Una volta che avevano la loro “retina” curva, gli scienziati l’hanno incorporata in un occhio artificiale che includeva una lente curva nella parte anteriore. Ispirato dal liquido specializzato in un occhio reale, il team ha riempito la sua versione biomimetica con un liquido ionico, un tipo di sale liquido in cui le particelle cariche possono muoversi. “Un componente molto importante all’interno è nella cavità che abbiamo riempito di liquidi ionici”, dice Fan. “Una volta che questi nanofili generano delle cariche, la carica sarà scambiata con alcuni ioni”. Questo scambio elettrico permette ai nanofili di perovskite di svolgere la funzione elettrochimica di rilevare la luce e inviare il segnale all’elettronica esterna di elaborazione delle immagini.
Quando il team ha testato l’occhio artificiale, è riuscito a elaborare modelli di luce in appena 19 millisecondi, la metà del tempo richiesto da un occhio umano. E ha prodotto immagini che avevano un maggiore contrasto e bordi più chiari di quelli generati da un sensore di immagine piatto con un numero simile di pixel. In alcuni modi, l’occhio artificiale migliorava la visione naturale: poteva raccogliere una maggiore gamma di lunghezze d’onda e non aveva un punto cieco.
Fan spera di lavorare con ricercatori medici per costruire dispositivi protesici basati sul design del suo team. Fare ciò potrebbe richiedere molto più sviluppo, tuttavia. L’occhio artificiale è “davvero elegante; sembra un lavoro incredibile”, dice Jessy Dorn, vice presidente degli affari clinici e scientifici presso la società biomedica Second Sight, che non è stato coinvolto nella ricerca. “Ma non parlare di come potrebbe essere collegato al sistema visivo umano”. Lei lavora su dispositivi per il trattamento della cecità, tra cui una protesi retinica chiamata Argus II, e sottolinea che lo sviluppo dell’interfaccia elettronica è solo il primo passo. Un tale dispositivo dovrà interagire con il cervello umano per produrre immagini. “Questa è una delle sfide più grandi: come ottenere qualsiasi tipo di interfaccia ad alta risoluzione in modo sicuro e affidabile impiantato e poi lavorare con il sistema visivo umano.”

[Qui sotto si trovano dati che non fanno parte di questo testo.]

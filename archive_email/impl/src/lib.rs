use anyhow::anyhow;
use archive_email_contracts::{Email, EmailService};
use archive_models::email_address::EmailAddress;
use archive_utils::Apply;
use lettre::{
    message::{header, MessageBuilder},
    AsyncSmtpTransport, AsyncTransport, Message, Tokio1Executor,
};
use tracing::debug;

#[derive(Debug, Clone)]
pub struct EmailServiceImpl {
    from: EmailAddress,
    transport: AsyncSmtpTransport<Tokio1Executor>,
}

impl EmailServiceImpl {
    pub async fn new(url: &str, from: EmailAddress) -> anyhow::Result<Self> {
        let transport = AsyncSmtpTransport::<Tokio1Executor>::from_url(url)?.build();

        Ok(Self { from, transport })
    }
}

impl EmailService for EmailServiceImpl {
    async fn send(&self, email: Email) -> anyhow::Result<bool> {
        let message = build_message(&self.from, email)?;

        let response = self.transport.send(message).await?;
        debug!(code = %response.code(), "smtp server responded");

        Ok(response.is_positive())
    }

    async fn ping(&self) -> anyhow::Result<()> {
        self.transport
            .test_connection()
            .await?
            .then_some(())
            .ok_or_else(|| anyhow!("Failed to ping smtp server"))
    }
}

fn build_message(from: &EmailAddress, email: Email) -> anyhow::Result<Message> {
    Message::builder()
        .from(from.clone().0.into())
        .to(email.recipient.0.into())
        .apply_map(
            email.reply_to.map(|x| x.0.into()),
            MessageBuilder::reply_to,
        )
        .subject(email.subject)
        .header(header::ContentType::TEXT_PLAIN)
        .body(email.body)
        .map_err(Into::into)
}

#[cfg(test)]
mod tests {
    use super::*;

    fn email() -> Email {
        Email {
            recipient: "support@example.org".parse().unwrap(),
            subject: "Contact Form Information".into(),
            body: "Please help".into(),
            reply_to: Some("a@b.com".parse().unwrap()),
        }
    }

    #[test]
    fn message_headers() {
        // Arrange
        let from = "noreply@example.org".parse().unwrap();

        // Act
        let message = build_message(&from, email()).unwrap();

        // Assert
        let formatted = String::from_utf8(message.formatted()).unwrap();
        assert!(formatted.contains("From: noreply@example.org\r\n"));
        assert!(formatted.contains("To: support@example.org\r\n"));
        assert!(formatted.contains("Reply-To: a@b.com\r\n"));
        assert!(formatted.contains("Subject: Contact Form Information\r\n"));
        assert!(formatted.contains("Content-Type: text/plain; charset=utf-8\r\n"));
        assert!(formatted.contains("\r\n\r\nPlease help"));
    }

    #[test]
    fn message_without_reply_to() {
        // Arrange
        let from = "noreply@example.org".parse().unwrap();
        let email = Email {
            reply_to: None,
            ..email()
        };

        // Act
        let message = build_message(&from, email).unwrap();

        // Assert
        let formatted = String::from_utf8(message.formatted()).unwrap();
        assert!(!formatted.contains("Reply-To:"));
    }

    #[tokio::test]
    async fn new_invalid_url() {
        let result = EmailServiceImpl::new("not a url", "noreply@example.org".parse().unwrap()).await;
        assert!(result.is_err());
    }
}
use archive_core_contact_contracts::notification::{
    ContactNotificationService, ContactNotifyError,
};
use archive_di::Build;
use archive_email_contracts::{Email, EmailService};
use archive_models::{
    contact::{ContactRequestMetadata, ContactSubmission},
    email_address::EmailAddress,
};
use archive_shared_contracts::time::TimeService;
use archive_templates_contracts::{ContactusTemplate, TemplateService};
use archive_utils::trace_instrument;
use tracing::info;

const DEFAULT_SUBJECT: &str = "Contact Form";

#[derive(Debug, Clone, Build)]
pub struct ContactNotificationServiceImpl<Time, Template, Email> {
    time: Time,
    template: Template,
    email: Email,
}

impl<Time, Template, EmailS> ContactNotificationService
    for ContactNotificationServiceImpl<Time, Template, EmailS>
where
    Time: TimeService,
    Template: TemplateService,
    EmailS: EmailService,
{
    #[trace_instrument(skip(self))]
    async fn notify(
        &self,
        current_user_email: Option<EmailAddress>,
        recipient: EmailAddress,
        submission: ContactSubmission,
        metadata: ContactRequestMetadata,
    ) -> Result<(), ContactNotifyError> {
        let reply_to = submission.sender_email.trim().parse().ok();

        let template = ContactusTemplate {
            args: [
                Some(self.time.now().to_rfc2822()),
                Some(submission.sender_email),
                Some(submission.sender_name),
                Some(submission.relationship),
                Some(submission.related),
                Some(current_user_email.map(|x| x.to_string()).unwrap_or_default()),
                submission.page,
                metadata.user_agent,
                metadata.correlation_id,
                Some(submission.message),
            ],
        };

        let rendered = self
            .template
            .render(&template, metadata.locale)
            .map_err(ContactNotifyError::Template)?;
        let (subject, body) = split_subject(&rendered);

        let email = Email {
            recipient: recipient.clone(),
            subject,
            body,
            reply_to,
        };

        if !self
            .email
            .send(email)
            .await
            .map_err(ContactNotifyError::Transport)?
        {
            return Err(ContactNotifyError::Rejected);
        }

        info!(%recipient, "Sent contact email");

        Ok(())
    }
}

/// Split a leading `Subject: ...` line off the rendered template.
fn split_subject(rendered: &str) -> (String, String) {
    let rendered = rendered.trim_start();
    match rendered.strip_prefix("Subject:") {
        Some(rest) => {
            let (subject, body) = rest.split_once('\n').unwrap_or((rest, ""));
            (
                subject.trim().into(),
                body.trim_start_matches(['\r', '\n']).into(),
            )
        }
        None => (DEFAULT_SUBJECT.into(), rendered.into()),
    }
}
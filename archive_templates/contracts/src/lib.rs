use archive_assets::templates;
use archive_models::locale::Locale;
use serde::Serialize;

#[cfg_attr(feature = "mock", mockall::automock)]
pub trait TemplateService: Send + Sync + 'static {
    /// Render the given template in the most specific variant available for
    /// `locale`.
    ///
    /// Without a locale the configured default locale is used.
    fn render<T: Template + 'static>(
        &self,
        template: &T,
        locale: Option<Locale>,
    ) -> anyhow::Result<String>;
}

#[cfg(feature = "mock")]
impl MockTemplateService {
    pub fn with_render<T: Template + Send + PartialEq + std::fmt::Debug + 'static>(
        mut self,
        template: T,
        locale: Option<Locale>,
        result: String,
    ) -> Self {
        self.expect_render()
            .once()
            .with(
                mockall::predicate::eq(template),
                mockall::predicate::eq(locale),
            )
            .return_once(|_, _| Ok(result));
        self
    }

    pub fn with_render_error<T: Template + Send + PartialEq + std::fmt::Debug + 'static>(
        mut self,
        template: T,
        locale: Option<Locale>,
        error: anyhow::Error,
    ) -> Self {
        self.expect_render()
            .once()
            .with(
                mockall::predicate::eq(template),
                mockall::predicate::eq(locale),
            )
            .return_once(|_, _| Err(error));
        self
    }
}

pub trait Template: Serialize {
    const NAME: &'static str;
    const TEMPLATE: &'static str;
}

macro_rules! templates {
    ($( $ident:ident ( $name:literal, $template:expr ) { $( $locale:literal => $localized:expr ),* $(,)? } ),* $(,)? ) => {
        $(
            impl Template for $ident {
                const NAME: &'static str = $name;
                const TEMPLATE: &'static str = $template;
            }
        )*

        /// All embedded templates as `(name, source)`, including the localized
        /// variants named `<name>_<locale>`.
        pub const TEMPLATES: &[(&str, &str)] = &[
            $(
                ($ident::NAME, $ident::TEMPLATE),
                $( (concat!($name, "_", $locale), $localized), )*
            )*
        ];
    };
}

templates! {
    ContactusTemplate("contactus", templates::CONTACTUS) {
        "de" => templates::CONTACTUS_DE,
    },
}

/// Positional arguments of the contact form email, addressed as `args.0` to
/// `args.9` in the template.
#[derive(Debug, Clone, PartialEq, Eq, Serialize)]
pub struct ContactusTemplate {
    pub args: [Option<String>; 10],
}
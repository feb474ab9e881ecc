use archive_auth_impl::AuthServiceImpl;
use archive_core_contact_impl::{
    notification::ContactNotificationServiceImpl, ContactFeatureServiceImpl,
};
use archive_core_health_impl::HealthFeatureServiceImpl;
use archive_email_impl::EmailServiceImpl;
use archive_shared_impl::{jwt::JwtServiceImpl, time::TimeServiceImpl};
use archive_templates_impl::TemplateServiceImpl;

// API
pub type RestServer = archive_api_rest::RestServer<HealthFeature, ContactFeature>;

// Email
pub type Email = EmailServiceImpl;

// Template
pub type Template = TemplateServiceImpl;

// Shared
pub type Time = TimeServiceImpl;
pub type Jwt = JwtServiceImpl<Time>;

// Auth
pub type Auth = AuthServiceImpl<Jwt>;

// Core
pub type HealthFeature = HealthFeatureServiceImpl<Time, Email>;

pub type ContactFeature = ContactFeatureServiceImpl<Auth, ContactNotification>;
pub type ContactNotification = ContactNotificationServiceImpl<Time, Template, Email>;
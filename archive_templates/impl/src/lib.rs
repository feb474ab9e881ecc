use std::{path::PathBuf, sync::Arc};

use anyhow::{anyhow, Context};
use archive_di::Build;
use archive_models::locale::Locale;
use archive_templates_contracts::{Template, TemplateService, TEMPLATES};
use archive_utils::trace_instrument;
use tera::Tera;
use tracing::trace;

#[derive(Debug, Clone, Build)]
pub struct TemplateServiceImpl {
    config: TemplateServiceConfig,
    #[state]
    state: State,
}

#[derive(Debug, Clone, Default)]
pub struct TemplateServiceConfig {
    /// Directory whose files take precedence over the embedded templates.
    pub dir: Option<PathBuf>,
    pub default_locale: Option<Locale>,
}

#[derive(Debug, Clone)]
struct State(Arc<Tera>);

impl Default for State {
    fn default() -> Self {
        let mut tera = Tera::default();
        tera.autoescape_on(vec![]);

        for &(name, template) in TEMPLATES {
            tera.add_raw_template(name, template).unwrap();
        }

        Self(tera.into())
    }
}

impl TemplateService for TemplateServiceImpl {
    #[trace_instrument(skip(self, template))]
    fn render<T: Template + 'static>(
        &self,
        template: &T,
        locale: Option<Locale>,
    ) -> anyhow::Result<String> {
        let context = tera::Context::from_serialize(template)?;

        for candidate in self.candidates(T::NAME, locale.as_ref()) {
            if let Some(dir) = &self.config.dir {
                let path = dir.join(&candidate);
                if path.is_file() {
                    trace!(path = %path.display(), "using template file");
                    let source = std::fs::read_to_string(&path)
                        .with_context(|| format!("Failed to read template {}", path.display()))?;
                    return Tera::one_off(&source, &context, false)
                        .with_context(|| format!("Failed to render template {}", path.display()));
                }
            }

            if self.state.0.get_template_names().any(|name| name == candidate) {
                trace!(candidate, "using embedded template");
                return self
                    .state
                    .0
                    .render(&candidate, &context)
                    .with_context(|| format!("Failed to render template {candidate}"));
            }
        }

        Err(anyhow!("Template {} not found", T::NAME))
    }
}

impl TemplateServiceImpl {
    fn candidates(&self, name: &str, locale: Option<&Locale>) -> Vec<String> {
        locale
            .or(self.config.default_locale.as_ref())
            .into_iter()
            .flat_map(Locale::fallbacks)
            .map(|locale| format!("{name}_{locale}"))
            .chain([name.to_owned()])
            .collect()
    }
}

#[cfg(test)]
mod tests {
    use archive_templates_contracts::ContactusTemplate;
    use pretty_assertions::assert_eq;

    use super::*;

    fn template() -> ContactusTemplate {
        ContactusTemplate {
            args: [
                Some("Thu, 14 Mar 2024 15:09:26 +0000".into()),
                Some("a@b.com".into()),
                Some("Ann".into()),
                Some("user".into()),
                Some("item 123".into()),
                None,
                Some("/browse".into()),
                None,
                Some("abc".into()),
                Some("Please help".into()),
            ],
        }
    }

    fn locale(s: &str) -> Option<Locale> {
        Some(Locale::try_new(s.to_owned()).unwrap())
    }

    fn sut(config: TemplateServiceConfig) -> TemplateServiceImpl {
        TemplateServiceImpl {
            config,
            state: Default::default(),
        }
    }

    #[test]
    fn embedded_templates_render() {
        let sut = sut(Default::default());
        for loc in [None, locale("de")] {
            let result = sut.render(&template(), loc).unwrap();
            assert!(result.contains("a@b.com"));
            assert!(result.contains("Please help"));
            assert!(!result.contains("args."));
        }
    }

    #[test]
    fn default_template() {
        // Arrange
        let sut = sut(Default::default());

        // Act
        let result = sut.render(&template(), None).unwrap();

        // Assert
        assert!(result.trim_start().starts_with("Subject: Contact Form Information\n"));
        assert!(result.contains("Logged in as: anonymous\n"));
    }

    #[test]
    fn localized_template() {
        // Arrange
        let sut = sut(Default::default());

        // Act
        let de = sut.render(&template(), locale("de_AT")).unwrap();
        let en = sut.render(&template(), None).unwrap();

        // Assert
        assert_ne!(de, en);
    }

    #[test]
    fn unknown_locale_falls_back_to_default_template() {
        // Arrange
        let sut = sut(Default::default());

        // Act
        let fr = sut.render(&template(), locale("fr_FR")).unwrap();
        let en = sut.render(&template(), None).unwrap();

        // Assert
        assert_eq!(fr, en);
    }

    #[test]
    fn default_locale() {
        // Arrange
        let sut_de = sut(TemplateServiceConfig {
            dir: None,
            default_locale: locale("de"),
        });
        let sut_en = sut(Default::default());

        // Act
        let default = sut_de.render(&template(), None).unwrap();
        let de = sut_en.render(&template(), locale("de")).unwrap();

        // Assert
        assert_eq!(default, de);
    }

    #[test]
    fn candidates() {
        let sut = sut(Default::default());
        assert_eq!(
            sut.candidates("contactus", locale("pt_BR").as_ref()),
            ["contactus_pt_BR", "contactus_pt", "contactus"]
        );
        assert_eq!(sut.candidates("contactus", None), ["contactus"]);
    }

    #[test]
    fn template_dir_override() {
        // Arrange
        let dir = tempfile::tempdir().unwrap();
        std::fs::write(dir.path().join("contactus_pt"), "Ola {{ args.2 }}").unwrap();
        std::fs::write(dir.path().join("contactus"), "Hello {{ args.2 }}").unwrap();
        let sut = sut(TemplateServiceConfig {
            dir: Some(dir.path().into()),
            default_locale: None,
        });

        // Act
        let pt = sut.render(&template(), locale("pt_BR")).unwrap();
        let en = sut.render(&template(), None).unwrap();
        let de = sut.render(&template(), locale("de")).unwrap();

        // Assert
        assert_eq!(pt, "Ola Ann");
        assert_eq!(en, "Hello Ann");
        assert!(de.contains("a@b.com"));
        assert_ne!(de, en);
    }

    #[test]
    fn broken_template_file() {
        // Arrange
        let dir = tempfile::tempdir().unwrap();
        std::fs::write(dir.path().join("contactus"), "{{ args.2 ").unwrap();
        let sut = sut(TemplateServiceConfig {
            dir: Some(dir.path().into()),
            default_locale: None,
        });

        // Act
        let result = sut.render(&template(), None);

        // Assert
        assert!(result.is_err());
    }
}
use std::time::Duration;

use archive_auth_contracts::{AuthService, Authentication};
use archive_di::Build;
use archive_models::{
    auth::{AccessToken, AuthenticateError},
    email_address::EmailAddress,
    user::UserId,
};
use archive_shared_contracts::jwt::JwtService;
use archive_utils::trace_instrument;
use serde::{Deserialize, Serialize};

#[derive(Debug, Clone, Build)]
pub struct AuthServiceImpl<Jwt> {
    jwt: Jwt,
    config: AuthServiceConfig,
}

#[derive(Debug, Clone)]
pub struct AuthServiceConfig {
    pub access_token_ttl: Duration,
}

impl<Jwt> AuthService for AuthServiceImpl<Jwt>
where
    Jwt: JwtService,
{
    #[trace_instrument(skip(self))]
    fn authenticate(&self, token: &AccessToken) -> Result<Authentication, AuthenticateError> {
        self.jwt
            .verify::<Token>(token.as_ref())
            .map(Authentication::from)
            .map_err(|_| AuthenticateError::InvalidToken)
    }

    #[trace_instrument(skip(self))]
    fn issue_access_token(
        &self,
        user_id: UserId,
        email: EmailAddress,
    ) -> anyhow::Result<AccessToken> {
        let token = Token {
            uid: user_id,
            email,
        };

        self.jwt
            .sign(token, self.config.access_token_ttl)
            .map(AccessToken)
    }
}

#[derive(Debug, Clone, PartialEq, Eq, Serialize, Deserialize)]
struct Token {
    uid: UserId,
    email: EmailAddress,
}

impl From<Token> for Authentication {
    fn from(value: Token) -> Self {
        Self {
            user_id: value.uid,
            email: value.email,
        }
    }
}

#[cfg(test)]
mod tests {
    use archive_demo::user::FOO;
    use archive_shared_contracts::jwt::{MockJwtService, VerifyJwtError};
    use archive_utils::assert_matches;
    use pretty_assertions::assert_eq;

    use super::*;

    fn config() -> AuthServiceConfig {
        AuthServiceConfig {
            access_token_ttl: Duration::from_secs(300),
        }
    }

    fn token() -> Token {
        Token {
            uid: FOO.user_id,
            email: FOO.email.clone(),
        }
    }

    #[test]
    fn authenticate_ok() {
        // Arrange
        let jwt = MockJwtService::new().with_verify("the access token", Ok(token()));

        let sut = AuthServiceImpl {
            jwt,
            config: config(),
        };

        // Act
        let result = sut.authenticate(&"the access token".into());

        // Assert
        assert_eq!(result.unwrap(), *FOO);
    }

    #[test]
    fn authenticate_invalid() {
        // Arrange
        let jwt =
            MockJwtService::new().with_verify("the access token", Err(VerifyJwtError::<Token>::Invalid));

        let sut = AuthServiceImpl {
            jwt,
            config: config(),
        };

        // Act
        let result = sut.authenticate(&"the access token".into());

        // Assert
        assert_matches!(result, Err(AuthenticateError::InvalidToken));
    }

    #[test]
    fn authenticate_expired() {
        // Arrange
        let jwt = MockJwtService::new()
            .with_verify("the access token", Err(VerifyJwtError::Expired(token())));

        let sut = AuthServiceImpl {
            jwt,
            config: config(),
        };

        // Act
        let result = sut.authenticate(&"the access token".into());

        // Assert
        assert_matches!(result, Err(AuthenticateError::InvalidToken));
    }

    #[test]
    fn issue_access_token() {
        // Arrange
        let config = config();

        let jwt = MockJwtService::new().with_sign(
            token(),
            config.access_token_ttl,
            Ok("the access token".into()),
        );

        let sut = AuthServiceImpl { jwt, config };

        // Act
        let result = sut.issue_access_token(FOO.user_id, FOO.email.clone());

        // Assert
        assert_eq!(result.unwrap(), AccessToken::from("the access token"));
    }
}
use std::convert::Infallible;

use archive_models::locale::Locale;
use axum::{
    async_trait,
    extract::FromRequestParts,
    http::{header::ACCEPT_LANGUAGE, request::Parts},
};

/// The preferred locale of the client, if it sent a usable `Accept-Language`
/// header.
pub struct AcceptLanguage(pub Option<Locale>);

#[async_trait]
impl<S> FromRequestParts<S> for AcceptLanguage {
    type Rejection = Infallible;

    async fn from_request_parts(parts: &mut Parts, _state: &S) -> Result<Self, Self::Rejection> {
        Ok(Self(
            parts
                .headers
                .get(ACCEPT_LANGUAGE)
                .and_then(|x| x.to_str().ok())
                .and_then(Locale::from_accept_language),
        ))
    }
}
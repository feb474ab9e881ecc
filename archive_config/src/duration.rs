use std::ops::Deref;

use serde::Deserialize;

/// A duration written as whitespace separated parts like `1h 30m`.
///
/// Supported units are `s`, `m`, `h` and `d`. A number without a unit is
/// read as seconds.
#[derive(Debug, Clone, Copy, PartialEq, Eq)]
pub struct Duration(pub std::time::Duration);

impl From<Duration> for std::time::Duration {
    fn from(value: Duration) -> Self {
        value.0
    }
}

impl Deref for Duration {
    type Target = std::time::Duration;

    fn deref(&self) -> &Self::Target {
        &self.0
    }
}

impl std::str::FromStr for Duration {
    type Err = InvalidDuration;

    fn from_str(s: &str) -> Result<Self, Self::Err> {
        s.split_whitespace()
            .map(parse_part)
            .try_fold(0u64, |total, secs| total.checked_add(secs?).ok_or(InvalidDuration))
            .map(|secs| Self(std::time::Duration::from_secs(secs)))
    }
}

fn parse_part(part: &str) -> Result<u64, InvalidDuration> {
    let unit_start = part
        .find(|c: char| !c.is_ascii_digit())
        .unwrap_or(part.len());
    let (value, unit) = part.split_at(unit_start);
    let value = value.parse::<u64>().map_err(|_| InvalidDuration)?;
    let factor = match unit {
        "" | "s" => 1,
        "m" => 60,
        "h" => 60 * 60,
        "d" => 24 * 60 * 60,
        _ => return Err(InvalidDuration),
    };
    value.checked_mul(factor).ok_or(InvalidDuration)
}

#[derive(Debug, Clone, Copy, PartialEq, Eq)]
pub struct InvalidDuration;

impl std::fmt::Display for InvalidDuration {
    fn fmt(&self, f: &mut std::fmt::Formatter<'_>) -> std::fmt::Result {
        f.write_str("Invalid duration")
    }
}

impl std::error::Error for InvalidDuration {}

impl<'de> Deserialize<'de> for Duration {
    fn deserialize<D>(deserializer: D) -> Result<Self, D::Error>
    where
        D: serde::Deserializer<'de>,
    {
        String::deserialize(deserializer)?
            .parse()
            .map_err(serde::de::Error::custom)
    }
}
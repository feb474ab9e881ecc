pub mod email;
pub mod jwt;
pub mod serve;
use std::sync::Arc;

use archive_core_health_contracts::{HealthFeatureService, HealthStatus};
use axum::{
    extract::State,
    http::StatusCode,
    response::{IntoResponse, Response},
    routing, Json, Router,
};
use serde::Serialize;

pub fn router(service: Arc<impl HealthFeatureService>) -> Router<()> {
    Router::new()
        .route("/health", routing::get(health))
        .with_state(service)
}

#[derive(Serialize)]
struct HealthResponse {
    http: bool,
    email: bool,
}

async fn health(service: State<Arc<impl HealthFeatureService>>) -> Response {
    let HealthStatus { email } = service.get_status().await;

    let status = if email {
        StatusCode::OK
    } else {
        StatusCode::INTERNAL_SERVER_ERROR
    };

    (status, Json(HealthResponse { http: true, email })).into_response()
}

#[cfg(test)]
mod tests {
    use archive_core_health_contracts::MockHealthFeatureService;
    use axum::{body::Body, http::Request};
    use tower::ServiceExt;

    use super::*;

    #[tokio::test]
    async fn ok() {
        for (email, status) in [
            (true, StatusCode::OK),
            (false, StatusCode::INTERNAL_SERVER_ERROR),
        ] {
            // Arrange
            let service = MockHealthFeatureService::new().with_get_status(HealthStatus { email });
            let sut = router(service.into());

            // Act
            let response = sut
                .oneshot(Request::get("/health").body(Body::empty()).unwrap())
                .await
                .unwrap();

            // Assert
            assert_eq!(response.status(), status);
            let body = axum::body::to_bytes(response.into_body(), usize::MAX)
                .await
                .unwrap();
            let body = serde_json::from_slice::<serde_json::Value>(&body).unwrap();
            assert_eq!(body, serde_json::json!({"http": true, "email": email}));
        }
    }
}
pub mod commands;
pub mod environment;

mod email;
#[macro_export]
macro_rules! assert_matches {
    ($expr:expr, $pat:pat) => {
        match ($expr) {
            $pat => (),
            val => ::core::panic!(
                "Assertion failed: Value {val:?} did not match pattern {}",
                ::core::stringify!($pat)
            ),
        }
    };
    ($expr:expr, $pat:pat if $pred:expr) => {{
        let val = $expr;
        match (&val) {
            $pat if $pred => (),
            #[allow(unused_variables)]
            $pat => ::core::panic!(
                "Assertion failed: Value {val:?} does not match predicate {}",
                ::core::stringify!($pred)
            ),
            _ => ::core::panic!(
                "Assertion failed: Value {val:?} did not match pattern {}",
                ::core::stringify!($pat)
            ),
        }
    }};
}
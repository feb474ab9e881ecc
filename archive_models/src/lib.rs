pub mod auth;
pub mod contact;
pub mod email_address;
pub mod locale;
mod macros;
pub mod user;
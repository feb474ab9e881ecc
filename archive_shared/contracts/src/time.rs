use chrono::{DateTime, Utc};

#[cfg_attr(feature = "mock", mockall::automock)]
pub trait TimeService: Send + Sync + 'static {
    /// Returns the current time.
    fn now(&self) -> DateTime<Utc>;
}

#[cfg(feature = "mock")]
impl MockTimeService {
    pub fn with_now(mut self, time: DateTime<Utc>) -> Self {
        self.expect_now().once().return_const(time);
        self
    }
}
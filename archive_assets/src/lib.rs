//! Files from the `assets` directory, embedded at compile time.
//!
//! Each file becomes a `&str` (or `&[u8]` for binary files) constant named
//! after the file, each directory becomes a module.

include!(env!("ASSETS"));
use std::{
    net::SocketAddr,
    path::{Path, PathBuf},
};

use anyhow::Context;
use archive_models::{email_address::EmailAddress, locale::Locale};
use archive_utils::non_blank;
use config::{Environment, File, FileFormat};
use serde::Deserialize;

pub use duration::Duration;

mod duration;

/// Environment variable listing additional config files, separated like
/// `PATH`.
pub const CONFIG_PATHS_ENV: &str = "ARCHIVE_CONFIG";

/// Prefix of environment variables overriding single config values, e.g.
/// `ARCHIVE__CONTACTUS__RECIPIENT`.
pub const ENV_PREFIX: &str = "ARCHIVE";

pub const DEFAULT_CONFIG: &str = archive_assets::CONFIG_TOML;

/// Load the default config, the files listed in [`CONFIG_PATHS_ENV`] and the
/// environment overrides.
pub fn load() -> anyhow::Result<Config> {
    let paths = std::env::var_os(CONFIG_PATHS_ENV)
        .map(|paths| std::env::split_paths(&paths).collect::<Vec<_>>())
        .unwrap_or_default();
    load_paths(&paths)
}

pub fn load_paths(paths: &[impl AsRef<Path>]) -> anyhow::Result<Config> {
    let builder = config::Config::builder()
        .add_source(File::from_str(DEFAULT_CONFIG, FileFormat::Toml));

    paths
        .iter()
        .try_fold(builder, |builder, path| {
            let path = path.as_ref();
            let content = std::fs::read_to_string(path)
                .with_context(|| format!("Failed to read config file at {}", path.display()))?;
            let source = File::from_str(&content, FileFormat::Toml);
            anyhow::Ok(builder.add_source(source))
        })?
        .add_source(
            Environment::with_prefix(ENV_PREFIX)
                .prefix_separator("__")
                .separator("__"),
        )
        .build()?
        .try_deserialize()
        .context("Failed to load config")
}

#[derive(Debug, Deserialize)]
pub struct Config {
    pub http: HttpConfig,
    pub email: EmailConfig,
    pub templates: TemplatesConfig,
    pub jwt: JwtConfig,
    pub session: SessionConfig,
    pub health: HealthConfig,
    pub contactus: ContactConfig,
}

#[derive(Debug, Deserialize)]
pub struct HttpConfig {
    pub address: SocketAddr,
}

#[derive(Debug, Deserialize)]
pub struct EmailConfig {
    pub smtp_url: String,
    pub from: EmailAddress,
}

#[derive(Debug, Deserialize)]
pub struct TemplatesConfig {
    pub dir: Option<PathBuf>,
    pub default_locale: Option<Locale>,
}

#[derive(Debug, Deserialize)]
pub struct JwtConfig {
    pub secret: String,
}

#[derive(Debug, Deserialize)]
pub struct SessionConfig {
    pub access_token_ttl: Duration,
}

#[derive(Debug, Deserialize)]
pub struct HealthConfig {
    pub cache_ttl: Duration,
}

#[derive(Debug, Deserialize)]
pub struct ContactConfig {
    #[serde(default)]
    recipient: Option<String>,
}

impl ContactConfig {
    /// The configured recipient of contact form emails, or `None` if the
    /// contact form is disabled.
    pub fn recipient(&self) -> anyhow::Result<Option<EmailAddress>> {
        non_blank(self.recipient.as_deref())
            .map(|recipient| {
                recipient.trim().parse().with_context(|| {
                    format!("Invalid contact recipient email address: {recipient:?}")
                })
            })
            .transpose()
    }
}

#[cfg(test)]
mod tests {
    use std::io::Write;

    use super::*;

    #[test]
    fn load_default_config() {
        let config = load_paths(&[] as &[&Path]).unwrap();
        assert_eq!(config.contactus.recipient().unwrap(), None);
        assert_eq!(config.templates.default_locale.unwrap().as_str(), "en");
    }

    #[test]
    fn load_override() {
        let mut file = tempfile::NamedTempFile::new().unwrap();
        writeln!(file, "[contactus]\nrecipient = \"support@example.org\"").unwrap();

        let config = load_paths(&[file.path()]).unwrap();

        assert_eq!(
            config.contactus.recipient().unwrap(),
            Some("support@example.org".parse().unwrap())
        );
        assert_eq!(config.email.smtp_url, "smtp://127.0.0.1:2525");
    }

    #[test]
    fn load_missing_file() {
        let result = load_paths(&[Path::new("/does/not/exist.toml")]);
        assert!(result.is_err());
    }

    #[test]
    fn recipient() {
        for (input, expected) in [
            (None, Some(None)),
            (Some(""), Some(None)),
            (Some("   "), Some(None)),
            (Some("support@example.org"), Some(Some("support@example.org"))),
            (Some(" support@example.org "), Some(Some("support@example.org"))),
            (Some("support"), None),
        ] {
            let config = ContactConfig {
                recipient: input.map(Into::into),
            };
            let result = config.recipient().ok().map(|recipient| {
                recipient.map(|x| x.as_str().to_owned())
            });
            assert_eq!(
                result,
                expected.map(|x| x.map(ToOwned::to_owned)),
                "{input:?}"
            );
        }
    }
}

Inoltre, ci sono diversi tipi di cecità, e gli occhi perfetti non possono sempre produrre una visione perfetta. Per esempio, lo sviluppo del cervello durante l’infanzia e la fanciullezza è cruciale per elaborare l’input visivo, quindi una persona che nasce cieca potrebbe non avere mai il cablaggio cerebrale necessario per vedere attraverso gli occhi protesici più tardi nella vita. Dorn nota che i destinatari dell’impianto Argus II sono tutti adulti che hanno perso la vista molto più tardi. E anche loro hanno diversi livelli di successo: alcuni guadagnano solo la capacità di differenziare luce e ombra, mentre altri possono elaborare le forme. Tuttavia, lei dice che qualsiasi connessione visiva con l’ambiente può portare ad una maggiore indipendenza e ad una maggiore libertà di movimento. E le protesi non sono l’unica applicazione preziosa degli occhi artificiali: tali dispositivi potrebbero avere applicazioni immediate nella visione robotica.
“Imitare gli occhi naturali è stato un sogno per molti ingegneri ottici”, dice Jiang, notando che alcuni ricercatori cercano di imitare gli occhi dei mammiferi e che altri lavorano con quelli composti simili agli insetti. Il campo sta finalmente iniziando ad avere delle vere scoperte, aggiunge. “Penso che in circa 10 anni, dovremmo vedere alcune applicazioni pratiche molto tangibili di questi occhi bionici”.